The area around Marseille offers stunning natural beauty as well as historic architecture. The Frioul archipelago off the coast is home to the Château d’If, where Edmond Dantès is imprisoned in Dumas’ “The Count of Monte Cristo.” The beautifully isolated limestone structure is accessible by boat from Marseille. And for a sunny day adventure, head to the Calanque de Sugiton, one of the stone inlets that dots the Mediterranean coast. This one is accessible by boat or by hike and offers a lovely sea view.
Marseille served as the European Capital of Culture in 2013, which boosted the city’s profile and helped to improve its reputation. The city spent millions of dollars to revamp the port area, fix up old buildings, and make the city center greener and more inviting. The most notable addition is the Museum of European and Mediterranean Civilizations, which opened in 2013 as part of the festivities. The stunning modern building sits right on the waterfront, contrasting and complementing its neighbor, the 17th century Fort Saint-Jean. The building was designed by Algerian-born French architect Rudy Ricciotti, who trained in Marseille.

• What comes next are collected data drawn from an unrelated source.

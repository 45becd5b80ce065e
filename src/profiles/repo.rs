use std::fmt;

use async_trait::async_trait;
use serde::{Deserialize, Serialize};
use sqlx::{FromRow, PgPool};

/// One student record. Written only through external administration;
/// the application itself never inserts or updates.
#[derive(Debug, Clone, Serialize, Deserialize, FromRow)]
pub struct StudentProfile {
    pub id: i64,
    pub name: String,
    pub roll_no: String,
    pub branch: String,
    pub marks: i32,
    /// Path under the media root, e.g. `profile_pics/asha.jpg`.
    pub photo: String,
}

impl fmt::Display for StudentProfile {
    fn fmt(&self, f: &mut fmt::Formatter<'_>) -> fmt::Result {
        write!(f, "{} - {}", self.name, self.roll_no)
    }
}

#[async_trait]
pub trait ProfileStore: Send + Sync {
    async fn list_all(&self) -> anyhow::Result<Vec<StudentProfile>>;
}

pub struct PgProfiles {
    db: PgPool,
}

impl PgProfiles {
    pub fn new(db: PgPool) -> Self {
        Self { db }
    }
}

#[async_trait]
impl ProfileStore for PgProfiles {
    async fn list_all(&self) -> anyhow::Result<Vec<StudentProfile>> {
        let rows = sqlx::query_as::<_, StudentProfile>(
            r#"
            SELECT id, name, roll_no, branch, marks, photo
            FROM student_profiles
            ORDER BY id
            "#,
        )
        .fetch_all(&self.db)
        .await?;
        Ok(rows)
    }
}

Marseille’s unique charm comes from the blending of disparate elements: Africa and Europe, nature and architecture, old and new. Those influences fuse into a strong identity and sense of place for its inhabitants. And if travelers can look past the city’s reputation, they will find a truly singular experience in Marseille’s intersection of cultures. With Bourdain’s recommendation, the city may not be underrated for much longer, so now is the best time to plan a trip. Marseille will defy expectations, offering a surprise at every turn.